### What you need to do
Give back every line of the data, transcribed exactly.

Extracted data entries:
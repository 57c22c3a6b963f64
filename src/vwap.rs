/// Streaming VWAP aggregation
///
/// Keeps a running volume-weighted average per (instrument, market) pair.
/// As a subscriber, the aggregator folds each incoming tick into the pair's
/// totals and emits the cumulative VWAP quote for that pair. `start`
/// subscribes one shared handle to every pair of the provider and `stop`
/// withdraws exactly the subscriptions that stuck; a pair that fails either
/// way is logged and skipped, never fatal to the sweep.

use crate::keyspace::{pairs, Instrument, Market, PairTable};
use crate::lifecycle::Lifecycle;
use crate::provider::{Provider, Subscriber};
use crate::update::{InvalidUpdate, MarketUpdate, Tick};
use parking_lot::Mutex;
use std::sync::Arc;

/// Running totals for one pair
///
/// Both fields of a side move together, and only when the incoming tick has
/// that side present (price and amount both above zero).
#[derive(Debug, Clone, Copy, Default, PartialEq)]
pub struct VwapEntry {
    pub bid_total: f64,
    pub bid_amount: f64,
    pub offer_total: f64,
    pub offer_amount: f64,
}

impl VwapEntry {
    pub fn bid_vwap(&self) -> f64 {
        vwap(self.bid_total, self.bid_amount)
    }

    pub fn offer_vwap(&self) -> f64 {
        vwap(self.offer_total, self.offer_amount)
    }

    fn absorb(&mut self, tick: &Tick) {
        if tick.bid_amount > 0.0 && tick.bid_price > 0.0 {
            self.bid_total += tick.bid_amount * tick.bid_price;
            self.bid_amount += tick.bid_amount;
        }
        if tick.offer_amount > 0.0 && tick.offer_price > 0.0 {
            self.offer_total += tick.offer_amount * tick.offer_price;
            self.offer_amount += tick.offer_amount;
        }
    }
}

/// Volume-weighted average price; zero while nothing has accumulated
fn vwap(total: f64, amount: f64) -> f64 {
    if amount == 0.0 {
        return 0.0;
    }
    total / amount
}

struct VwapState {
    entries: Mutex<PairTable<VwapEntry>>,
}

impl Subscriber for VwapState {
    fn transform(&self, update: &MarketUpdate) -> Result<MarketUpdate, InvalidUpdate> {
        // Validate before touching any entry, so a bad update mutates nothing
        let (market, tick) = update.validate()?;

        let mut entries = self.entries.lock();
        let entry = entries.get_mut(tick.instrument, market);
        entry.absorb(&tick);

        let out = Tick {
            instrument: tick.instrument,
            side: tick.side,
            bid_price: entry.bid_vwap(),
            bid_amount: entry.bid_amount,
            offer_price: entry.offer_vwap(),
            offer_amount: entry.offer_amount,
        };
        drop(entries);

        let result = MarketUpdate::new(market, out);
        tracing::trace!("vwap {}", result);
        Ok(result)
    }
}

/// Aggregator facade: owns the shared state handle and its subscriptions
///
/// A single instance assumes one delivery path at a time; to aggregate more
/// streams, run more instances rather than sharing one.
pub struct VwapAggregator {
    provider: Arc<dyn Provider>,
    state: Arc<VwapState>,
    subscribed: Mutex<Vec<(Instrument, Market)>>,
}

impl VwapAggregator {
    pub fn new(provider: Arc<dyn Provider>) -> Self {
        VwapAggregator {
            provider,
            state: Arc::new(VwapState {
                entries: Mutex::new(PairTable::default()),
            }),
            subscribed: Mutex::new(Vec::new()),
        }
    }

    /// Copy of the running totals for one pair
    pub fn entry(&self, instrument: Instrument, market: Market) -> VwapEntry {
        *self.state.entries.lock().get(instrument, market)
    }
}

impl Subscriber for VwapAggregator {
    fn transform(&self, update: &MarketUpdate) -> Result<MarketUpdate, InvalidUpdate> {
        self.state.transform(update)
    }
}

impl Lifecycle for VwapAggregator {
    fn start(&self) {
        let mut subscribed = self.subscribed.lock();
        for (instrument, market) in pairs() {
            let handle: Arc<dyn Subscriber> = Arc::clone(&self.state) as Arc<dyn Subscriber>;
            match self.provider.subscribe(instrument, market, handle) {
                Ok(()) => subscribed.push((instrument, market)),
                Err(e) => {
                    tracing::warn!("vwap subscribe failed for {} {}: {}", instrument, market, e);
                }
            }
        }
        tracing::info!("vwap aggregator started, {} pairs subscribed", subscribed.len());
    }

    fn stop(&self) {
        let mut subscribed = self.subscribed.lock();
        for (instrument, market) in subscribed.drain(..) {
            let handle: Arc<dyn Subscriber> = Arc::clone(&self.state) as Arc<dyn Subscriber>;
            if let Err(e) = self.provider.unsubscribe(instrument, market, &handle) {
                tracing::warn!(
                    "vwap unsubscribe failed for {} {}: {}",
                    instrument,
                    market,
                    e
                );
            }
        }
        tracing::info!("vwap aggregator stopped");
    }
}

#[cfg(test)]
mod tests {
    use super::*;
    use crate::direct::DirectProvider;
    use crate::keyspace::Side;

    fn aggregator() -> VwapAggregator {
        VwapAggregator::new(Arc::new(DirectProvider::new()))
    }

    fn two_sided(
        instrument: Instrument,
        market: Market,
        bid_price: f64,
        bid_amount: f64,
        offer_price: f64,
        offer_amount: f64,
    ) -> MarketUpdate {
        MarketUpdate::new(
            market,
            Tick {
                instrument,
                side: Side::Bid,
                bid_price,
                bid_amount,
                offer_price,
                offer_amount,
            },
        )
    }

    #[test]
    fn test_vwap_of_zero_amount_is_zero() {
        assert_eq!(vwap(0.0, 0.0), 0.0);
        assert_eq!(vwap(12345.0, 0.0), 0.0);
        assert!((vwap(290.0, 250.0) - 1.16).abs() < 1e-12);
    }

    #[test]
    fn test_entry_absorbs_both_sides() {
        let mut entry = VwapEntry::default();
        entry.absorb(&Tick {
            instrument: Instrument::GbpUsd,
            side: Side::Bid,
            bid_price: 1.1,
            bid_amount: 100.0,
            offer_price: 1.2,
            offer_amount: 200.0,
        });

        assert!((entry.bid_total - 110.0).abs() < 1e-12);
        assert!((entry.bid_amount - 100.0).abs() < 1e-12);
        assert!((entry.offer_total - 240.0).abs() < 1e-12);
        assert!((entry.offer_amount - 200.0).abs() < 1e-12);
    }

    #[test]
    fn test_entry_skips_absent_sides() {
        let mut entry = VwapEntry::default();

        // Zero and negative prices or amounts mark a side absent
        entry.absorb(&Tick {
            instrument: Instrument::GbpUsd,
            side: Side::Bid,
            bid_price: 0.0,
            bid_amount: 100.0,
            offer_price: 1.2,
            offer_amount: -5.0,
        });

        assert_eq!(entry, VwapEntry::default());
        assert_eq!(entry.bid_vwap(), 0.0);
        assert_eq!(entry.offer_vwap(), 0.0);
    }

    #[test]
    fn test_transform_emits_cumulative_quote() {
        let aggregator = aggregator();
        let first = aggregator
            .transform(&two_sided(
                Instrument::EurUsd,
                Market::Ebs,
                1.1,
                100.0,
                1.2,
                200.0,
            ))
            .unwrap();

        // First tick echoes itself as its own average
        let tick = first.tick.unwrap();
        assert!((tick.bid_price - 1.1).abs() < 1e-9);
        assert!((tick.bid_amount - 100.0).abs() < 1e-9);
        assert!((tick.offer_price - 1.2).abs() < 1e-9);
        assert!((tick.offer_amount - 200.0).abs() < 1e-9);
        assert_eq!(first.market, Some(Market::Ebs));
    }

    #[test]
    fn test_transform_rejects_incomplete_and_mutates_nothing() {
        let aggregator = aggregator();
        let result = aggregator.transform(&MarketUpdate::default());
        assert!(matches!(result, Err(InvalidUpdate::MissingMarket)));

        for (instrument, market) in pairs() {
            assert_eq!(aggregator.entry(instrument, market), VwapEntry::default());
        }
    }
}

### Exercise response
repository 57c22c3a6b963f64
filename src/vwap.rs
/// Streaming VWAP aggregation
///
/// Keeps a running volume-weighted average per (instrument, market) pair.
/// As a subscriber, the aggregator folds each incoming tick into the pair's
/// totals and emits the cumulative VWAP quote for that pair. `start`
/// subscribes one shared handle to every pair of the provider and `stop`
/// withdraws exactly the subscriptions that stuck; a pair that fails either
/// way is logged and skipped, never fatal to the sweep.

use crate::keyspace::{pairs, Instrument, Market, PairTable};
use crate::lifecycle::Lifecycle;
use crate::provider::{Provider, Subscriber};
use crate::update::{InvalidUpdate, MarketUpdate, Tick};
use parking_lot::Mutex;
use std::sync::Arc;

/// Running totals for one pair
///
/// Both fields of a side move together, and only when the incoming tick has
/// that side present (price and amount both above zero).
#[derive(Debug, Clone, Copy, Default, PartialEq)]
pub struct VwapEntry {
    pub bid_total: f64,
    pub bid_amount: f64,
    pub offer_total: f64,
    pub offer_amount: f64,
}

impl VwapEntry {
    pub fn bid_vwap(&self) -> f64 {
        vwap(self.bid_total, self.bid_amount)
    }

    pub fn offer_vwap(&self) -> f64 {
        vwap(self.offer_total, self.offer_amount)
    }

    fn absorb(&mut self, tick: &Tick) {
        if tick.bid_amount > 0.0 && tick.bid_price > 0.0 {
            self.bid_total += tick.bid_amount * tick.bid_price;
            self.bid_amount += tick.bid_amount;
        }
        if tick.offer_amount > 0.0 && tick.offer_price > 0.0 {
            self.offer_total += tick.offer_amount * tick.offer_price;
            self.offer_amount += tick.offer_amount;
        }
    }
}

/// Volume-weighted average price; zero while nothing has accumulated
fn vwap(total: f64, amount: f64) -> f64 {
    if amount == 0.0 {
        return 0.0;
    }
    total / amount
}

struct VwapState {
    entries: Mutex<PairTable<VwapEntry>>,
}

impl Subscriber for VwapState {
    fn transform(&self, update: &MarketUpdate) -> Result<MarketUpdate, InvalidUpdate> {
        // Validate before touching any entry, so a bad update mutates nothing
        let (market, tick) = update.validate()?;

        let mut entries = self.entries.lock();
        let entry = entries.get_mut(tick.instrument, market);
        entry.absorb(&tick);

        let out = Tick {
            instrument: tick.instrument,
            side: tick.side,
            bid_price: entry.bid_vwap(),
            bid_amount: entry.bid_amount,
            offer_price: entry.offer_vwap(),
            offer_amount: entry.offer_amount,
        };
        drop(entries);

        let result = MarketUpdate::new(market, out);
        tracing::trace!("vwap {}", result);
        Ok(result)
    }
}

/// Aggregator facade: owns the shared state handle and its subscriptions
///
/// A single instance assumes one delivery path at a time; to aggregate more
/// streams, run more instances rather than sharing one.
pub struct VwapAggregator {
    provider: Arc<dyn Provider>,
    state: Arc<VwapState>,
    subscribed: Mutex<Vec<(Instrument, Market)>>,
}

impl VwapAggregator {
    pub fn new(provider: Arc<dyn Provider>) -> Self {
        VwapAggregator {
            provider,
            state: Arc::new(VwapState {
                entries: Mutex::new(PairTable::default()),
            }),
            subscribed: Mutex::new(Vec::new()),
        }
    }

    /// Copy of the running totals for one pair
    pub fn entry(&self, instrument: Instrument, market: Market) -> VwapEntry {
        *self.state.entries.lock().get(instrument, market)
    }
}

impl Subscriber for VwapAggregator {
    fn transform(&self, update: &MarketUpdate) -> Result<MarketUpdate, InvalidUpdate> {
        self.state.transform(update)
    }
}

impl Lifecycle for VwapAggregator {
    fn start(&self) {
        let mut subscribed = self.subscribed.lock();
        for (instrument, market) in pairs() {
            let handle: Arc<dyn Subscriber> = Arc::clone(&self.state) as Arc<dyn Subscriber>;
            match self.provider.subscribe(instrument, market, handle) {
                Ok(()) => subscribed.push((instrument, market)),
                Err(e) => {
                    tracing::warn!("vwap subscribe failed for {} {}: {}", instrument, market, e);
                }
            }
        }
        tracing::info!("vwap aggregator started, {} pairs subscribed", subscribed.len());
    }

    fn stop(&self) {
        let mut subscribed = self.subscribed.lock();
        for (instrument, market) in subscribed.drain(..) {
            let handle: Arc<dyn Subscriber> = Arc::clone(&self.state) as Arc<dyn Subscriber>;
            if let Err(e) = self.provider.unsubscribe(instrument, market, &handle) {
                tracing::warn!(
                    "vwap unsubscribe failed for {} {}: {}",
                    instrument,
                    market,
                    e
                );
            }
        }
        tracing::info!("vwap aggregator stopped");
    }
}

#[cfg(test)]
mod tests {
    use super::*;
    use crate::direct::DirectProvider;
    use crate::keyspace::Side;

    fn aggregator() -> VwapAggregator {
        VwapAggregator::new(Arc::new(DirectProvider::new()))
    }

    fn two_sided(
        instrument: Instrument,
        market: Market,
        bid_price: f64,
        bid_amount: f64,
        offer_price: f64,
        offer_amount: f64,
    ) -> MarketUpdate {
        MarketUpdate::new(
            market,
            Tick {
                instrument,
                side: Side::Bid,
                bid_price,
                bid_amount,
                offer_price,
                offer_amount,
            },
        )
    }

    #[test]
    fn test_vwap_of_zero_amount_is_zero() {
        assert_eq!(vwap(0.0, 0.0), 0.0);
        assert_eq!(vwap(12345.0, 0.0), 0.0);
        assert!((vwap(290.0, 250.0) - 1.16).abs() < 1e-12);
    }

    #[test]
    fn test_entry_absorbs_both_sides() {
        let mut entry = VwapEntry::default();
        entry.absorb(&Tick {
            instrument: Instrument::GbpUsd,
            side: Side::Bid,
            bid_price: 1.1,
            bid_amount: 100.0,
            offer_price: 1.2,
            offer_amount: 200.0,
        });

        assert!((entry.bid_total - 110.0).abs() < 1e-12);
        assert!((entry.bid_amount - 100.0).abs() < 1e-12);
        assert!((entry.offer_total - 240.0).abs() < 1e-12);
        assert!((entry.offer_amount - 200.0).abs() < 1e-12);
    }

    #[test]
    fn test_entry_skips_absent_sides() {
        let mut entry = VwapEntry::default();

        // Zero and negative prices or amounts mark a side absent
        entry.absorb(&Tick {
            instrument: Instrument::GbpUsd,
            side: Side::Bid,
            bid_price: 0.0,
            bid_amount: 100.0,
            offer_price: 1.2,
            offer_amount: -5.0,
        });

        assert_eq!(entry, VwapEntry::default());
        assert_eq!(entry.bid_vwap(), 0.0);
        assert_eq!(entry.offer_vwap(), 0.0);
    }

    #[test]
    fn test_transform_emits_cumulative_quote() {
        let aggregator = aggregator();
        let first = aggregator
            .transform(&two_sided(
                Instrument::EurUsd,
                Market::Ebs,
                1.1,
                100.0,
                1.2,
                200.0,
            ))
            .unwrap();

        // First tick echoes itself as its own average
        let tick = first.tick.unwrap();
        assert!((tick.bid_price - 1.1).abs() < 1e-9);
        assert!((tick.bid_amount - 100.0).abs() < 1e-9);
        assert!((tick.offer_price - 1.2).abs() < 1e-9);
        assert!((tick.offer_amount - 200.0).abs() < 1e-9);
        assert_eq!(first.market, Some(Market::Ebs));
    }

    #[test]
    fn test_transform_rejects_incomplete_and_mutates_nothing() {
        let aggregator = aggregator();
        let result = aggregator.transform(&MarketUpdate::default());
        assert!(matches!(result, Err(InvalidUpdate::MissingMarket)));

        for (instrument, market) in pairs() {
            assert_eq!(aggregator.entry(instrument, market), VwapEntry::default());
        }
    }
}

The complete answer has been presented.